Opposition has come from the California School Boards Assn. and others mostly on the grounds that the state would be usurping local control, an association spokesman said.

A few, however, such as the Rev. W. B. Timberlake, president of the Sacramento-based Committee on Moral Concerns, believe force or the threat of force is needed to discipline unruly children. “They say spanking your own child is child abuse. I don’t believe it and I know a whole lot of parents don’t believe it. Education many times in extreme cases has to come at the bottom of the child,” said Timberlake, a Southern Baptist minister who now heads the 10,000-member organization.

Despite the recent surge of child abuse regulations, American society generally condones swatting children, said Hyman, who is also a licensed psychologist and professor at Temple University.
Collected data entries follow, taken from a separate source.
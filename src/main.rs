//! Terminal driver for the tolerance editor
//!
//! Reads gestures (one per line, or a `;`-separated `--exec` script), feeds
//! them through the editor and prints the resulting view after each step.

use std::cell::RefCell;
use std::io::{self, BufRead, Write};
use std::rc::Rc;

use anyhow::{Context, Result};
use clap::Parser;

use tolerance_editor::cli::{
    CliArgs, Gesture, GestureSource, OutputFormat, PresetRef, StartupConfig,
};
use tolerance_editor::gate::{GateAction, GateContent};
use tolerance_editor::messages::{EditorMsg, InputMsg, Msg};
use tolerance_editor::runtime::{HeadlessFocus, ToleranceEditor};
use tolerance_editor::strings::{EnglishStrings, SupportedLocale};
use tolerance_editor::{EditorConfig, EditorModel, ToleranceValue};

/// Events the caller's callbacks have seen since the last step
#[derive(Debug, Default)]
struct Outbox {
    commits: Vec<ToleranceValue>,
    editing: Vec<bool>,
}

struct Driver {
    editor: ToleranceEditor<HeadlessFocus>,
    outbox: Rc<RefCell<Outbox>>,
    output: OutputFormat,
}

impl Driver {
    fn new(startup: &StartupConfig, config: &EditorConfig) -> Self {
        let outbox = Rc::new(RefCell::new(Outbox::default()));
        let model = EditorModel::from_config(startup.initial_value, config);

        let commits = Rc::clone(&outbox);
        let editing = Rc::clone(&outbox);
        let editor = ToleranceEditor::new(model, HeadlessFocus::new())
            .on_commit(move |value| commits.borrow_mut().commits.push(value))
            .on_editing_changed(move |open| editing.borrow_mut().editing.push(open));

        Self {
            editor,
            outbox,
            output: startup.output,
        }
    }

    /// Run one gesture. Returns false when the session should end.
    fn step(&mut self, gesture: Gesture, out: &mut impl Write) -> Result<bool> {
        let focus_before = self.editor.host().focused();

        match gesture {
            Gesture::Open => {
                self.editor.dispatch(Msg::activate());
            }
            Gesture::Pick(preset) => match self.resolve_preset(&preset) {
                Some(index) => {
                    self.editor.dispatch(Msg::Editor(EditorMsg::SelectPresetAt(index)));
                }
                None => writeln!(out, "no preset {:?} is showing", preset)?,
            },
            Gesture::Type(text) => {
                for ch in text.chars() {
                    self.editor.dispatch(Msg::insert_char(ch));
                }
            }
            Gesture::Backspace => {
                self.editor
                    .dispatch(Msg::Editor(EditorMsg::Input(InputMsg::DeleteBackward)));
            }
            Gesture::Clear => {
                self.editor
                    .dispatch(Msg::Editor(EditorMsg::Input(InputMsg::Clear)));
            }
            Gesture::Confirm => {
                self.editor.gate_action(GateAction::Confirm);
            }
            Gesture::Cancel => {
                self.editor.gate_action(GateAction::Cancel);
            }
            Gesture::Close => {
                self.editor.gate_action(GateAction::Escape);
            }
            Gesture::Paint => self.editor.after_paint(),
            Gesture::Value(v) => {
                self.editor.set_current_value(ToleranceValue::new(v));
            }
            Gesture::Show => {}
            Gesture::Quit => return Ok(false),
        }

        self.flush_outbox(out)?;

        let focus_after = self.editor.host().focused();
        if focus_after != focus_before {
            if let Some(target) = focus_after {
                writeln!(out, "focus -> {:?}", target)?;
            }
        }

        self.print_view(out)?;
        Ok(true)
    }

    /// Report callback activity, then play the caller: feed commits back as
    /// the new current value.
    fn flush_outbox(&mut self, out: &mut impl Write) -> Result<()> {
        let Outbox { commits, editing } = std::mem::take(&mut *self.outbox.borrow_mut());
        for open in editing {
            writeln!(out, "editing changed -> {}", open)?;
        }
        for value in commits {
            writeln!(out, "commit -> {} ({})", value.get(), value)?;
            self.editor.set_current_value(value);
        }
        Ok(())
    }

    fn resolve_preset(&self, preset: &PresetRef) -> Option<usize> {
        let view = self.editor.view(&EnglishStrings);
        let GateContent::Presets { items } = view.gate.content else {
            return None;
        };
        match preset {
            PresetRef::Index(i) => (*i < items.len()).then_some(*i),
            PresetRef::Label(label) => {
                let wanted = label.trim_end_matches('%');
                items.iter().position(|item| {
                    item.label.trim_end_matches('%').eq_ignore_ascii_case(wanted)
                        || item.value.eq_ignore_ascii_case(label)
                })
            }
        }
    }

    fn print_view(&self, out: &mut impl Write) -> Result<()> {
        let view = self.editor.view(&EnglishStrings);
        match self.output {
            OutputFormat::Text => writeln!(out, "{}", view.to_text())?,
            OutputFormat::Json => {
                let json = serde_json::to_string(&view).context("Failed to serialize view")?;
                writeln!(out, "{}", json)?;
            }
        }
        Ok(())
    }
}

fn load_config(startup: &StartupConfig) -> Result<EditorConfig> {
    match &startup.config_path {
        Some(path) => EditorConfig::load_from(path)
            .with_context(|| format!("Could not use config {}", path.display())),
        None => Ok(EditorConfig::load()),
    }
}

fn main() -> Result<()> {
    tolerance_editor::tracing::init();

    let startup = CliArgs::parse()
        .into_config()
        .map_err(anyhow::Error::msg)?;
    let config = load_config(&startup)?;
    if config.locale != SupportedLocale::En {
        tracing::warn!(
            "No bundled strings for {}, falling back to English",
            config.locale
        );
    }

    let mut driver = Driver::new(&startup, &config);
    let stdout = io::stdout();
    let mut out = stdout.lock();
    driver.print_view(&mut out)?;

    match &startup.source {
        GestureSource::Script(gestures) => {
            for gesture in gestures.iter().cloned() {
                if !driver.step(gesture, &mut out)? {
                    break;
                }
            }
        }
        GestureSource::Stdin => {
            for line in io::stdin().lock().lines() {
                let line = line.context("Failed to read stdin")?;
                match line.parse::<Gesture>() {
                    Ok(gesture) => {
                        if !driver.step(gesture, &mut out)? {
                            break;
                        }
                    }
                    Err(e) => writeln!(out, "{}", e)?,
                }
                out.flush()?;
            }
        }
    }

    Ok(())
}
“In our Western culture, the major philosophical orientation toward hitting is the biblical conception of children being born into sin,” he said. “An often quoted phrase is ‘Spare the rod and spoil the child’ by Solomon meaning if you don’t use the rod of correction, the child won’t obey you,” he said. “In the fundamentalist view, children are basically evil, we need to control them and teach them character as opposed to the more contemporary view that children are born with the potential for good.”

Moreover, he said, “You have to remember, early American schools were not pleasant. Children had to sit on hard benches and learn by rote memory. Historically in American education, there’s been a struggle between teachers and kids. If the teacher was not big enough to physically handle the kids, the kids often threw the teacher out.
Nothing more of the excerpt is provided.